___ Supplied entries

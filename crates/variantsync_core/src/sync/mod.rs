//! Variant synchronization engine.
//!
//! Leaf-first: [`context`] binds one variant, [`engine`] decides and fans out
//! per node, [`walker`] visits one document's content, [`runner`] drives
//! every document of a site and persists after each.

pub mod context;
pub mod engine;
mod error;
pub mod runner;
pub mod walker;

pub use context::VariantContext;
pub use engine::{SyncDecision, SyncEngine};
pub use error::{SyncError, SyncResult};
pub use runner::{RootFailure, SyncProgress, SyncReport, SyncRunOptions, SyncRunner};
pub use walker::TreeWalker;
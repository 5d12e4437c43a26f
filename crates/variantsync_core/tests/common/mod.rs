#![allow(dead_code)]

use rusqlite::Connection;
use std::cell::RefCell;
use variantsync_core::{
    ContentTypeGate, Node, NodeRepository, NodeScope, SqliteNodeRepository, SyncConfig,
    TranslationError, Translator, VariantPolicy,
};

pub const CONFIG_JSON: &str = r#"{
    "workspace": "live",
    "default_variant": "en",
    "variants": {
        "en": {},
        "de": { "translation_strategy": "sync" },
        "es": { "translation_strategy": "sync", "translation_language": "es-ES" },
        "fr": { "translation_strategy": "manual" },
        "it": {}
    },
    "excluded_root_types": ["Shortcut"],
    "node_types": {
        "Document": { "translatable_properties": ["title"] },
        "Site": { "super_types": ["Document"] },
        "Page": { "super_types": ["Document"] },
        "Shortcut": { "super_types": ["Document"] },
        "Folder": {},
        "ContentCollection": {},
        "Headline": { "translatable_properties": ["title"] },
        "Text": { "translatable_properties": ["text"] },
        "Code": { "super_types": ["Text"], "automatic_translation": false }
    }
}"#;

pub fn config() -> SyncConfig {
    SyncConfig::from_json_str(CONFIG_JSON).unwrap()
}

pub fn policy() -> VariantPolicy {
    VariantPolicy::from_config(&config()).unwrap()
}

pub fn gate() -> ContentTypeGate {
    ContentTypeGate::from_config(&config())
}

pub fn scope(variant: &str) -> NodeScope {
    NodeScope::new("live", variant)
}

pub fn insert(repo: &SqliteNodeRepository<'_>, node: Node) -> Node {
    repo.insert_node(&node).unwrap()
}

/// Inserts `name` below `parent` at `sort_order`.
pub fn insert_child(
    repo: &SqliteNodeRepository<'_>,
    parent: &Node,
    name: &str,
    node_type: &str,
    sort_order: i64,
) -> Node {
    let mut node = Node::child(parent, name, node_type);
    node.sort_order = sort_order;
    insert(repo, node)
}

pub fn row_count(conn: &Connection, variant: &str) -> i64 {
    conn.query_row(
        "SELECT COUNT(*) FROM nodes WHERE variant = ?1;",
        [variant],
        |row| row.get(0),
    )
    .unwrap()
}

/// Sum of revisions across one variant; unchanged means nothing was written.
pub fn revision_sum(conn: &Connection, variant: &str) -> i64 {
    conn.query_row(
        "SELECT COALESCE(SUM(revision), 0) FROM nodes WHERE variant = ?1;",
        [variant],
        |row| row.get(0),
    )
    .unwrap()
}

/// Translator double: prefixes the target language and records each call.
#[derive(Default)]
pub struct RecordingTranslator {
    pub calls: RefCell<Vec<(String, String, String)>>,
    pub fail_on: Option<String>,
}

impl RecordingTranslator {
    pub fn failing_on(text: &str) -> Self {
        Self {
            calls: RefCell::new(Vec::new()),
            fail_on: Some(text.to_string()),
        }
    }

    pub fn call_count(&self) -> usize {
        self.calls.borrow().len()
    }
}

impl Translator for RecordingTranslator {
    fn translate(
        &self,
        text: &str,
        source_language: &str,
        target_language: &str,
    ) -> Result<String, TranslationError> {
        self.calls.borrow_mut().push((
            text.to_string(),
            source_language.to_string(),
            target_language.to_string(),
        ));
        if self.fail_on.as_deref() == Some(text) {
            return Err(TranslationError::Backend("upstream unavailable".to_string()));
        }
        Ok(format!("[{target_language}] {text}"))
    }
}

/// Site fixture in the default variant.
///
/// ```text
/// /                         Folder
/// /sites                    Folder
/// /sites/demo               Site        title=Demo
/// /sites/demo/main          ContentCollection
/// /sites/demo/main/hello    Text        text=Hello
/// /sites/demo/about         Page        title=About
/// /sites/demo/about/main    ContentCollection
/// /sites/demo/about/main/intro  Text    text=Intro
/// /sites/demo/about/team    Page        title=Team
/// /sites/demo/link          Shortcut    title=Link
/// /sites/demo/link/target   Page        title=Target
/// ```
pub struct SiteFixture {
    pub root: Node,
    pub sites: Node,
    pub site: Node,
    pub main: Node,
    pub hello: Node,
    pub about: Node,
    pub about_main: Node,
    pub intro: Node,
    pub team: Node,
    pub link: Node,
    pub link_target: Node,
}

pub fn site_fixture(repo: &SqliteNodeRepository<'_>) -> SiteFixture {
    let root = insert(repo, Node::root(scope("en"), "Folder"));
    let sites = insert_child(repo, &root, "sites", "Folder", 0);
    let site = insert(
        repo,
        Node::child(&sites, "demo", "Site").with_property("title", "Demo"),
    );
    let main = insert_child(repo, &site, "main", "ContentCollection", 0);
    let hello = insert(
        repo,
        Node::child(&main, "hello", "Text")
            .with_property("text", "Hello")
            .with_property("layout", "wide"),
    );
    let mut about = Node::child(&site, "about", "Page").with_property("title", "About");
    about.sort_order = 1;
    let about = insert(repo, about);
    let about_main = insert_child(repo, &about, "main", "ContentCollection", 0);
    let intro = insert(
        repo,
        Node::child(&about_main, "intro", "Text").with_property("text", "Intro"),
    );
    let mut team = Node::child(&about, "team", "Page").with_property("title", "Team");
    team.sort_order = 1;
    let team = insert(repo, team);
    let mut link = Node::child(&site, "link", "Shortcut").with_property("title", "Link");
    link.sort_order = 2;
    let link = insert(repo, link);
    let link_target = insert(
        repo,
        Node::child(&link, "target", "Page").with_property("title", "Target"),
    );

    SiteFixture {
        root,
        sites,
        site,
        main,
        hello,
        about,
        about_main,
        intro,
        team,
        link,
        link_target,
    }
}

______

Repeat the listing in full, keeping every line exactly as it is.

Exercise output
filename crates/variantsync_core/src/sync/mod.rs
//! Variant synchronization engine.
//!
//! Leaf-first: [`context`] binds one variant, [`engine`] decides and fans out
//! per node, [`walker`] visits one document's content, [`runner`] drives
//! every document of a site and persists after each.

pub mod context;
pub mod engine;
mod error;
pub mod runner;
pub mod walker;

pub use context::VariantContext;
pub use engine::{SyncDecision, SyncEngine};
pub use error::{SyncError, SyncResult};
pub use runner::{RootFailure, SyncProgress, SyncReport, SyncRunOptions, SyncRunner};
pub use walker::TreeWalker;
repository 5d12e4437c43a26f
filename crates/variantsync_core/tests/common/mod.rs
#![allow(dead_code)]

use rusqlite::Connection;
use std::cell::RefCell;
use variantsync_core::{
    ContentTypeGate, Node, NodeRepository, NodeScope, SqliteNodeRepository, SyncConfig,
    TranslationError, Translator, VariantPolicy,
};

pub const CONFIG_JSON: &str = r#"{
    "workspace": "live",
    "default_variant": "en",
    "variants": {
        "en": {},
        "de": { "translation_strategy": "sync" },
        "es": { "translation_strategy": "sync", "translation_language": "es-ES" },
        "fr": { "translation_strategy": "manual" },
        "it": {}
    },
    "excluded_root_types": ["Shortcut"],
    "node_types": {
        "Document": { "translatable_properties": ["title"] },
        "Site": { "super_types": ["Document"] },
        "Page": { "super_types": ["Document"] },
        "Shortcut": { "super_types": ["Document"] },
        "Folder": {},
        "ContentCollection": {},
        "Headline": { "translatable_properties": ["title"] },
        "Text": { "translatable_properties": ["text"] },
        "Code": { "super_types": ["Text"], "automatic_translation": false }
    }
}"#;

pub fn config() -> SyncConfig {
    SyncConfig::from_json_str(CONFIG_JSON).unwrap()
}

pub fn policy() -> VariantPolicy {
    VariantPolicy::from_config(&config()).unwrap()
}

pub fn gate() -> ContentTypeGate {
    ContentTypeGate::from_config(&config())
}

pub fn scope(variant: &str) -> NodeScope {
    NodeScope::new("live", variant)
}

pub fn insert(repo: &SqliteNodeRepository<'_>, node: Node) -> Node {
    repo.insert_node(&node).unwrap()
}

/// Inserts `name` below `parent` at `sort_order`.
pub fn insert_child(
    repo: &SqliteNodeRepository<'_>,
    parent: &Node,
    name: &str,
    node_type: &str,
    sort_order: i64,
) -> Node {
    let mut node = Node::child(parent, name, node_type);
    node.sort_order = sort_order;
    insert(repo, node)
}

pub fn row_count(conn: &Connection, variant: &str) -> i64 {
    conn.query_row(
        "SELECT COUNT(*) FROM nodes WHERE variant = ?1;",
        [variant],
        |row| row.get(0),
    )
    .unwrap()
}

/// Sum of revisions across one variant; unchanged means nothing was written.
pub fn revision_sum(conn: &Connection, variant: &str) -> i64 {
    conn.query_row(
        "SELECT COALESCE(SUM(revision), 0) FROM nodes WHERE variant = ?1;",
        [variant],
        |row| row.get(0),
    )
    .unwrap()
}

/// Translator double: prefixes the target language and records each call.
#[derive(Default)]
pub struct RecordingTranslator {
    pub calls: RefCell<Vec<(String, String, String)>>,
    pub fail_on: Option<String>,
}

impl RecordingTranslator {
    pub fn failing_on(text: &str) -> Self {
        Self {
            calls: RefCell::new(Vec::new()),
            fail_on: Some(text.to_string()),
        }
    }

    pub fn call_count(&self) -> usize {
        self.calls.borrow().len()
    }
}

impl Translator for RecordingTranslator {
    fn translate(
        &self,
        text: &str,
        source_language: &str,
        target_language: &str,
    ) -> Result<String, TranslationError> {
        self.calls.borrow_mut().push((
            text.to_string(),
            source_language.to_string(),
            target_language.to_string(),
        ));
        if self.fail_on.as_deref() == Some(text) {
            return Err(TranslationError::Backend("upstream unavailable".to_string()));
        }
        Ok(format!("[{target_language}] {text}"))
    }
}

/// Site fixture in the default variant.
///
/// ```text
/// /                         Folder
/// /sites                    Folder
/// /sites/demo               Site        title=Demo
/// /sites/demo/main          ContentCollection
/// /sites/demo/main/hello    Text        text=Hello
/// /sites/demo/about         Page        title=About
/// /sites/demo/about/main    ContentCollection
/// /sites/demo/about/main/intro  Text    text=Intro
/// /sites/demo/about/team    Page        title=Team
/// /sites/demo/link          Shortcut    title=Link
/// /sites/demo/link/target   Page        title=Target
/// ```
pub struct SiteFixture {
    pub root: Node,
    pub sites: Node,
    pub site: Node,
    pub main: Node,
    pub hello: Node,
    pub about: Node,
    pub about_main: Node,
    pub intro: Node,
    pub team: Node,
    pub link: Node,
    pub link_target: Node,
}

pub fn site_fixture(repo: &SqliteNodeRepository<'_>) -> SiteFixture {
    let root = insert(repo, Node::root(scope("en"), "Folder"));
    let sites = insert_child(repo, &root, "sites", "Folder", 0);
    let site = insert(
        repo,
        Node::child(&sites, "demo", "Site").with_property("title", "Demo"),
    );
    let main = insert_child(repo, &site, "main", "ContentCollection", 0);
    let hello = insert(
        repo,
        Node::child(&main, "hello", "Text")
            .with_property("text", "Hello")
            .with_property("layout", "wide"),
    );
    let mut about = Node::child(&site, "about", "Page").with_property("title", "About");
    about.sort_order = 1;
    let about = insert(repo, about);
    let about_main = insert_child(repo, &about, "main", "ContentCollection", 0);
    let intro = insert(
        repo,
        Node::child(&about_main, "intro", "Text").with_property("text", "Intro"),
    );
    let mut team = Node::child(&about, "team", "Page").with_property("title", "Team");
    team.sort_order = 1;
    let team = insert(repo, team);
    let mut link = Node::child(&site, "link", "Shortcut").with_property("title", "Link");
    link.sort_order = 2;
    let link = insert(repo, link);
    let link_target = insert(
        repo,
        Node::child(&link, "target", "Page").with_property("title", "Target"),
    );

    SiteFixture {
        root,
        sites,
        site,
        main,
        hello,
        about,
        about_main,
        intro,
        team,
        link,
        link_target,
    }
}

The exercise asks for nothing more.